**PROBLEM REQUIREMENTS**. In the records below, count each line where the word "warn" appears, and reply with that number only.

========================

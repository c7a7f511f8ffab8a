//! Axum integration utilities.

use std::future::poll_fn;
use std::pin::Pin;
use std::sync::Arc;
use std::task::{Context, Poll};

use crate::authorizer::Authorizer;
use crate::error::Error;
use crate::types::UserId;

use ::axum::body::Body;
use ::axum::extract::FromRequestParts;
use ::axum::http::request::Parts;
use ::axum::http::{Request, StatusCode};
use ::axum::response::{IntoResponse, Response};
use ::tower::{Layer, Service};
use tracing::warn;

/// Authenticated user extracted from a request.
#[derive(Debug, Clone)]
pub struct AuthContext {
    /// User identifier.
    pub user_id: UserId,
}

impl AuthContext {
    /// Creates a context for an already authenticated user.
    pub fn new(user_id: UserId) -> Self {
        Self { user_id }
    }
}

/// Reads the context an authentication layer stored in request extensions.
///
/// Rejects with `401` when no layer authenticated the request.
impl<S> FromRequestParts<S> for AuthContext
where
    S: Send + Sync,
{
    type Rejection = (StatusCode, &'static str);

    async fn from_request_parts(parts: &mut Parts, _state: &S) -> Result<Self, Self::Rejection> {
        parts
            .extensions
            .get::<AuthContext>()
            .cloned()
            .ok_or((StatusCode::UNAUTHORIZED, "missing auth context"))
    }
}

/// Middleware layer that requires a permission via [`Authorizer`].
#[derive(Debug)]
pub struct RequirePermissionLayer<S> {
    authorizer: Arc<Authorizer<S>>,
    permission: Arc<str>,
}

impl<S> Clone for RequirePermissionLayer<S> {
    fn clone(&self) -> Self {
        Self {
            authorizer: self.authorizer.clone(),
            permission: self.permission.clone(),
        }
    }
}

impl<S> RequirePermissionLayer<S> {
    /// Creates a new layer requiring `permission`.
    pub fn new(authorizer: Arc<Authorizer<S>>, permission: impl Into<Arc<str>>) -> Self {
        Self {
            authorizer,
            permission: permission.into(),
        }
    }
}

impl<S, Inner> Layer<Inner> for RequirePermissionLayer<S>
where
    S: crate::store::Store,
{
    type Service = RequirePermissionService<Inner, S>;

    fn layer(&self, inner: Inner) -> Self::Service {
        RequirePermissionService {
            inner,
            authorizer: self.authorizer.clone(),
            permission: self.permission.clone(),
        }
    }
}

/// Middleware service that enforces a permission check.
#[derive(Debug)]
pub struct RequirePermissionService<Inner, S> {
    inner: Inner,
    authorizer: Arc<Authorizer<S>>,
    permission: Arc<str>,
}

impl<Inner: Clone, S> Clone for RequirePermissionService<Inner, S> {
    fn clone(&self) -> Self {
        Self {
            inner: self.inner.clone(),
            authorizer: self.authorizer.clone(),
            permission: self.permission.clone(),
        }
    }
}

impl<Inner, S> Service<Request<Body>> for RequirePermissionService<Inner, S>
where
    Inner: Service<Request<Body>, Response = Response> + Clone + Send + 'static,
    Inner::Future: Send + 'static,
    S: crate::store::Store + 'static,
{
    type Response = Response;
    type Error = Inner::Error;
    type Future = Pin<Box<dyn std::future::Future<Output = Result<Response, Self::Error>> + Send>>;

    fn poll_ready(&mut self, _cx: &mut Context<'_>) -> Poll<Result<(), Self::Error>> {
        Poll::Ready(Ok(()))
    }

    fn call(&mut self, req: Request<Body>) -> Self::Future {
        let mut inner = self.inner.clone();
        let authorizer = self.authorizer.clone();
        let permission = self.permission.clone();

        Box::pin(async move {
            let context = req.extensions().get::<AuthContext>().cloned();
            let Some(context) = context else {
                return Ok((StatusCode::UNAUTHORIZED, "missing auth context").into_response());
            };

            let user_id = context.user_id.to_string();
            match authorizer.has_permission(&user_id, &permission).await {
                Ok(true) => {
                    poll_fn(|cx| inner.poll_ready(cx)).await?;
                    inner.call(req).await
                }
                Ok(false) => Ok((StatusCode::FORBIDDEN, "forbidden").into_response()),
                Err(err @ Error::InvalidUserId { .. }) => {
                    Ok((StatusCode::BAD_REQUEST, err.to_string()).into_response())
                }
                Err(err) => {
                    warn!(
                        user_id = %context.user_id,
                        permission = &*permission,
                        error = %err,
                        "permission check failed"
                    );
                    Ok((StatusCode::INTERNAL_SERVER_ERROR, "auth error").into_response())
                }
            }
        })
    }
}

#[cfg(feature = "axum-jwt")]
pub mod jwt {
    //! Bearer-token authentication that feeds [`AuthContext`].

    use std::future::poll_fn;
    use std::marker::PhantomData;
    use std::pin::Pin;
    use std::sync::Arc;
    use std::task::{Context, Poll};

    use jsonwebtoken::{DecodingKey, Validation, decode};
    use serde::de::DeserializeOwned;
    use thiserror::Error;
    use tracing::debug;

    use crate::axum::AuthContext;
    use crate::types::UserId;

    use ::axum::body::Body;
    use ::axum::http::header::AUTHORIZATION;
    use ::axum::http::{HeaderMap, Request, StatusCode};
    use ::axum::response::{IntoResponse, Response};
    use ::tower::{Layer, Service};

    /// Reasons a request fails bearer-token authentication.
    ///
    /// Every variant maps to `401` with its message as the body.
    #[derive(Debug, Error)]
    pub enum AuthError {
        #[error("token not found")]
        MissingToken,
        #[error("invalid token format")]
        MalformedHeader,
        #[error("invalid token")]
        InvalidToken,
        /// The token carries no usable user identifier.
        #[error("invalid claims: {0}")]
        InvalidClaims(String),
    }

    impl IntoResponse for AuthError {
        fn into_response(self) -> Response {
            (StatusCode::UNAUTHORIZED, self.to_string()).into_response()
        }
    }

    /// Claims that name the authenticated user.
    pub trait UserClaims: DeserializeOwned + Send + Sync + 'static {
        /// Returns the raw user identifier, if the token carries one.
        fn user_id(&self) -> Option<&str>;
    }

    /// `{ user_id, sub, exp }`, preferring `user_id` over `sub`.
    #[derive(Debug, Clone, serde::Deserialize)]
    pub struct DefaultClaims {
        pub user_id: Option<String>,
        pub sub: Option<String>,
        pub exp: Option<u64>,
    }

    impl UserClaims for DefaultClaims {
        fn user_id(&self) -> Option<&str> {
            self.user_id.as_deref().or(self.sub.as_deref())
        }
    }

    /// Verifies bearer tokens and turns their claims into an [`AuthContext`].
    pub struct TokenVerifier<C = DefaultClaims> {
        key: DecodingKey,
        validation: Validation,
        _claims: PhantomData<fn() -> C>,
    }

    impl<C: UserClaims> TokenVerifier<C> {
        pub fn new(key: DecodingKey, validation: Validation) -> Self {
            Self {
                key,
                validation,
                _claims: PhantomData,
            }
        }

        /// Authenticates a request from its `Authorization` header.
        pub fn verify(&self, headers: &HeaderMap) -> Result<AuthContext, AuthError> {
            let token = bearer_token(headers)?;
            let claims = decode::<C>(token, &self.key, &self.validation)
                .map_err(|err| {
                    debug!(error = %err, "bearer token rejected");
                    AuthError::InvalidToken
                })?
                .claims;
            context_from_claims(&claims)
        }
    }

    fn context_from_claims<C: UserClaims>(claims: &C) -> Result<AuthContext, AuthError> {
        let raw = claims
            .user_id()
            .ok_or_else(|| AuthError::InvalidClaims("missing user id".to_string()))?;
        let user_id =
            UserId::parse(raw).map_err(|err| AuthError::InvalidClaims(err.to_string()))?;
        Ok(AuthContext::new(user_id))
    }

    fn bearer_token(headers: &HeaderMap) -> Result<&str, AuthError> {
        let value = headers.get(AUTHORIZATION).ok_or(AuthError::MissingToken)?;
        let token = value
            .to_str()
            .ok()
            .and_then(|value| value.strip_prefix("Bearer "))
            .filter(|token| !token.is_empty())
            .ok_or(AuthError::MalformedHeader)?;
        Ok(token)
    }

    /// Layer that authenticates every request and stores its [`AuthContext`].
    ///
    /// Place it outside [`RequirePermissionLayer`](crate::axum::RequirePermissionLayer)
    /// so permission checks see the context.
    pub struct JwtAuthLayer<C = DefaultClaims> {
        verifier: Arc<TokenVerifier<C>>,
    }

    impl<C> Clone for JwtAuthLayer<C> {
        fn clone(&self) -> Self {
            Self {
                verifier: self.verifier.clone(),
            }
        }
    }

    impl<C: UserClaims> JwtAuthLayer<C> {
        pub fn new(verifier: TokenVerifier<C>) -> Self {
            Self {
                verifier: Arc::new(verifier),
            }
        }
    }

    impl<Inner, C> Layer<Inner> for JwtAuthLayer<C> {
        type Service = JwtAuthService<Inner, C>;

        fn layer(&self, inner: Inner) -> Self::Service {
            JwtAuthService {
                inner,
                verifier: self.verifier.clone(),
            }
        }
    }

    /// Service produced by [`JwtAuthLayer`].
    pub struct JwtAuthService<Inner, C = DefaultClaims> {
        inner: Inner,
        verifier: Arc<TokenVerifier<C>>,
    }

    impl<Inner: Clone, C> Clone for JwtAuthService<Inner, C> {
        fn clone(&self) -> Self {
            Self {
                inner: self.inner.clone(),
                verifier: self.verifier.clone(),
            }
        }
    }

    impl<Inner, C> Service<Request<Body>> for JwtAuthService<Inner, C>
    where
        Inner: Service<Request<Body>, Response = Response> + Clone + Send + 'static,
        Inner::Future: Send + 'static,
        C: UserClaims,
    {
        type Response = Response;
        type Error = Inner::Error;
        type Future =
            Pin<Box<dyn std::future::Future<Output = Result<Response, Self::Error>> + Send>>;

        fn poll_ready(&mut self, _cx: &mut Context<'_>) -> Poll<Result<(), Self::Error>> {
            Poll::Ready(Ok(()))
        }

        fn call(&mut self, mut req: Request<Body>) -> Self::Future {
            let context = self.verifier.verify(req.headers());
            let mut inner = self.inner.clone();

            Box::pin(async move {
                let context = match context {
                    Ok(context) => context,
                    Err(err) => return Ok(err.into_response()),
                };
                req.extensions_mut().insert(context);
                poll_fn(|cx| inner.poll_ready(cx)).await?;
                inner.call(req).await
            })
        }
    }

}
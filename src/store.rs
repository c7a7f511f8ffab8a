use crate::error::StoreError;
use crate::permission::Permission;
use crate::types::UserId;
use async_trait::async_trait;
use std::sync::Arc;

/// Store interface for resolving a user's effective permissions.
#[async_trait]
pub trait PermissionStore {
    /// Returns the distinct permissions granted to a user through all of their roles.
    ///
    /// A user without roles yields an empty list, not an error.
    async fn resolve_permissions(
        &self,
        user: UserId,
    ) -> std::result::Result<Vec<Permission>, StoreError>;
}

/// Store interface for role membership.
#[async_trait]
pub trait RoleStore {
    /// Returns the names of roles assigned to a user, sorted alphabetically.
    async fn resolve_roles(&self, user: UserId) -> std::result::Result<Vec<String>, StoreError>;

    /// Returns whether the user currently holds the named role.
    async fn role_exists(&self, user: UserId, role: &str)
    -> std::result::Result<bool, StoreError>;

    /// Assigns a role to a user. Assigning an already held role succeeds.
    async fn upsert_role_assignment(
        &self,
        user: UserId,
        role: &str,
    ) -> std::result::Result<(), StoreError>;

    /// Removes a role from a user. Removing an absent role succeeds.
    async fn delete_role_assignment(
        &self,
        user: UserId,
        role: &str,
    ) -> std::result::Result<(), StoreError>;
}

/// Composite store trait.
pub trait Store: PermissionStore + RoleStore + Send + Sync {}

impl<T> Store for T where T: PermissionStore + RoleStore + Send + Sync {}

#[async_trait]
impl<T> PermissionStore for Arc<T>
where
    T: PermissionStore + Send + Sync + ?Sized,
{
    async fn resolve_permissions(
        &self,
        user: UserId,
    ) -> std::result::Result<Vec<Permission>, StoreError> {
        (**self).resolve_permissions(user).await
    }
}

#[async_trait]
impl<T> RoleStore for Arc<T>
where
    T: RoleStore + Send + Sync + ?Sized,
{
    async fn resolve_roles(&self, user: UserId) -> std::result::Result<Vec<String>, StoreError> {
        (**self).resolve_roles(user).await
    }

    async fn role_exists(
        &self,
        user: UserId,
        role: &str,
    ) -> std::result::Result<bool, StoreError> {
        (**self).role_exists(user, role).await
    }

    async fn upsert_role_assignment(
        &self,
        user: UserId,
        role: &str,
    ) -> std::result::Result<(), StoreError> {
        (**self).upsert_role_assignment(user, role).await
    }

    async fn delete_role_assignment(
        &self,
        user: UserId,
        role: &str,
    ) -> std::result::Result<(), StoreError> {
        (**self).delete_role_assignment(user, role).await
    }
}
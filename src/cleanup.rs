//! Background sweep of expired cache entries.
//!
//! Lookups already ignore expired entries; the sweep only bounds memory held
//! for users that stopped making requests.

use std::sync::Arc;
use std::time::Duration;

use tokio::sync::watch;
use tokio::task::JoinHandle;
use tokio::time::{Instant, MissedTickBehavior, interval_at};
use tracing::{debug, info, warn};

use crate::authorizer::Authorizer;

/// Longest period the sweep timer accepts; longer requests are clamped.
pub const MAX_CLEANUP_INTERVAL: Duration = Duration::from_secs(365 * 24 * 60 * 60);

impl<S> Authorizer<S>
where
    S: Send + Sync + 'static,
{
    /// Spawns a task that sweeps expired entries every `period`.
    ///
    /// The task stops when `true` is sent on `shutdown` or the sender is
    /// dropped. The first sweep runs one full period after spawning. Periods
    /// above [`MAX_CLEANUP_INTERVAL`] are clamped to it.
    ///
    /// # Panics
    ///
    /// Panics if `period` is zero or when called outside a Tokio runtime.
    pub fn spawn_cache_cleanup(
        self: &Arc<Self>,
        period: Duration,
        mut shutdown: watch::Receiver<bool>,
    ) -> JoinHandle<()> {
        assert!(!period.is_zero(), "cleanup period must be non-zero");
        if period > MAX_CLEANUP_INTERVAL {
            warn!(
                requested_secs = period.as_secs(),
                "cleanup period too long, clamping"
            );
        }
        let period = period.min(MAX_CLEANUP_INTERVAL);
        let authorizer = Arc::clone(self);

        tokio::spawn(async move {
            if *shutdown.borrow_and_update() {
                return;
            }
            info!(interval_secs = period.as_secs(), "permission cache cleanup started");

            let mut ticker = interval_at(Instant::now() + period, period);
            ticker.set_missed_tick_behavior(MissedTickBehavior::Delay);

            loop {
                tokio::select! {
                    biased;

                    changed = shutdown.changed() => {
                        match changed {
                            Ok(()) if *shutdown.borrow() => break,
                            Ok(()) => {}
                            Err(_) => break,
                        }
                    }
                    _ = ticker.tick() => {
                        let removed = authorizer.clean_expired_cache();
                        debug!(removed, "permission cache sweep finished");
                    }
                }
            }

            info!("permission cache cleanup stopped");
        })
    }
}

========================

**ANSWER TO THIS TASK**. 4